By Gillian Brockell August 28 at 4:57 PM
The 1953 wedding of Jacqueline Bouvier and then-Sen. John F. Kennedy was so perfect it is still being talked about more than 65 years later. As recently as 2017, gossip website The List was still calling it the most beautiful wedding ever. It was a fairy tale worthy of the legendary couple who would preside over Camelot.
But for Ann Lowe, who designed the bridal gown, it was a nightmare. First, the wedding dress was destroyed 10 days before the ceremony. Then the 24-year-old bride, who did not really like the gown in the first place, snubbed her.

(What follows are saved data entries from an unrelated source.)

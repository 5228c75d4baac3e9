// src/gpu/framebuffer.rs
//! Render-pass attachment sets that survive across frames and are rebuilt on resize.

use super::image::Image2D;
use super::GpuContext;
use std::sync::Arc;

#[derive(Debug, Clone)]
pub struct FramebufferSpec {
    pub label: String,
    pub width: u32,
    pub height: u32,
    pub color_formats: Vec<wgpu::TextureFormat>,
    pub depth: bool,
    pub clear_color: wgpu::Color,
    /// Keep the previous contents instead of clearing when a pass begins.
    pub load: bool,
}

impl FramebufferSpec {
    pub fn new(label: &str, width: u32, height: u32) -> Self {
        Self {
            label: label.to_owned(),
            width,
            height,
            color_formats: Vec::new(),
            depth: false,
            clear_color: wgpu::Color::BLACK,
            load: false,
        }
    }

    pub fn with_color(mut self, format: wgpu::TextureFormat) -> Self {
        self.color_formats.push(format);
        self
    }

    pub fn with_depth(mut self) -> Self {
        self.depth = true;
        self
    }

    pub fn with_clear_color(mut self, color: wgpu::Color) -> Self {
        self.clear_color = color;
        self
    }

    pub fn loading(mut self) -> Self {
        self.load = true;
        self
    }
}

enum DepthAttachment {
    Owned(Arc<Image2D>),
    /// One layer of an image owned elsewhere (shadow cascades share one array texture).
    Layer {
        image: Arc<Image2D>,
        layer: u32,
        view: wgpu::TextureView,
    },
}

pub struct Framebuffer {
    spec: FramebufferSpec,
    color: Vec<Arc<Image2D>>,
    depth: Option<DepthAttachment>,
}

impl Framebuffer {
    pub fn new(gpu: &GpuContext, spec: FramebufferSpec) -> Self {
        let color = spec
            .color_formats
            .iter()
            .enumerate()
            .map(|(i, format)| {
                Arc::new(Image2D::render_target(
                    gpu,
                    &format!("{} color {i}", spec.label),
                    spec.width,
                    spec.height,
                    *format,
                ))
            })
            .collect();
        let depth = spec.depth.then(|| {
            DepthAttachment::Owned(Arc::new(Image2D::depth_target(
                gpu,
                &format!("{} depth", spec.label),
                spec.width,
                spec.height,
            )))
        });
        Self { spec, color, depth }
    }

    /// Depth-only framebuffer rendering into `layer` of a shared array image.
    pub fn depth_layer(image: Arc<Image2D>, layer: u32, label: &str) -> Self {
        let view = image.layer_view(layer);
        let spec = FramebufferSpec {
            label: label.to_owned(),
            width: image.width(),
            height: image.height(),
            color_formats: Vec::new(),
            depth: true,
            clear_color: wgpu::Color::BLACK,
            load: false,
        };
        Self {
            spec,
            color: Vec::new(),
            depth: Some(DepthAttachment::Layer { image, layer, view }),
        }
    }

    /// Same attachments as `other`'s but loaded rather than cleared, so a later pass
    /// can draw on top (late composite).
    pub fn sharing(other: &Framebuffer, label: &str) -> Self {
        let spec = FramebufferSpec {
            label: label.to_owned(),
            load: true,
            ..other.spec.clone()
        };
        let depth = other.depth.as_ref().map(|d| match d {
            DepthAttachment::Owned(image) => DepthAttachment::Owned(Arc::clone(image)),
            DepthAttachment::Layer { image, layer, .. } => DepthAttachment::Layer {
                image: Arc::clone(image),
                layer: *layer,
                view: image.layer_view(*layer),
            },
        });
        Self {
            spec,
            color: other.color.clone(),
            depth,
        }
    }

    pub fn spec(&self) -> &FramebufferSpec {
        &self.spec
    }

    pub fn size(&self) -> (u32, u32) {
        (self.spec.width, self.spec.height)
    }

    pub fn resize(&mut self, gpu: &GpuContext, width: u32, height: u32) {
        if (width, height) == self.size() || width == 0 || height == 0 {
            return;
        }
        let mut spec = self.spec.clone();
        spec.width = width;
        spec.height = height;
        *self = Self::new(gpu, spec);
    }

    pub fn color(&self, index: usize) -> Option<&Arc<Image2D>> {
        self.color.get(index)
    }

    pub fn depth_image(&self) -> Option<&Arc<Image2D>> {
        self.depth.as_ref().map(|d| match d {
            DepthAttachment::Owned(image) | DepthAttachment::Layer { image, .. } => image,
        })
    }

    fn depth_view(&self) -> Option<&wgpu::TextureView> {
        self.depth.as_ref().map(|d| match d {
            DepthAttachment::Owned(image) => &image.view,
            DepthAttachment::Layer { view, .. } => view,
        })
    }

    pub fn color_formats(&self) -> &[wgpu::TextureFormat] {
        &self.spec.color_formats
    }

    pub fn depth_format(&self) -> Option<wgpu::TextureFormat> {
        self.spec.depth.then_some(Image2D::DEPTH_FORMAT)
    }

    pub fn begin_pass<'e>(&self, encoder: &'e mut wgpu::CommandEncoder) -> wgpu::RenderPass<'e> {
        let color_load = if self.spec.load {
            wgpu::LoadOp::Load
        } else {
            wgpu::LoadOp::Clear(self.spec.clear_color)
        };
        let depth_load = if self.spec.load {
            wgpu::LoadOp::Load
        } else {
            wgpu::LoadOp::Clear(1.0)
        };
        let color_attachments: Vec<Option<wgpu::RenderPassColorAttachment>> = self
            .color
            .iter()
            .map(|image| {
                Some(wgpu::RenderPassColorAttachment {
                    view: &image.view,
                    resolve_target: None,
                    ops: wgpu::Operations {
                        load: color_load,
                        store: wgpu::StoreOp::Store,
                    },
                })
            })
            .collect();
        encoder.begin_render_pass(&wgpu::RenderPassDescriptor {
            label: Some(&self.spec.label),
            color_attachments: &color_attachments,
            depth_stencil_attachment: self.depth_view().map(|view| {
                wgpu::RenderPassDepthStencilAttachment {
                    view,
                    depth_ops: Some(wgpu::Operations {
                        load: depth_load,
                        store: wgpu::StoreOp::Store,
                    }),
                    stencil_ops: None,
                }
            }),
            occlusion_query_set: None,
            timestamp_writes: None,
        })
    }
}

Asked who made the dress, a viral tweet remembered this week, Jackie simply responded a colored dressmaker.
Ann Lowe was born and raised in Clayton, Ala. Her great-grandmother, an enslaved woman, had given birth to a child fathered by her white plantation owner. Her mother and grandmother were both seamstresses to wealthy Alabama elites and as a child, she amused herself by shaping cloth flowers out of the scraps leftover in their work, she told
Ebony in 1966.
Her mother died when Lowe was only 16, leaving four ball gowns for the first lady of Alabama unfinished. Lowe completed the order.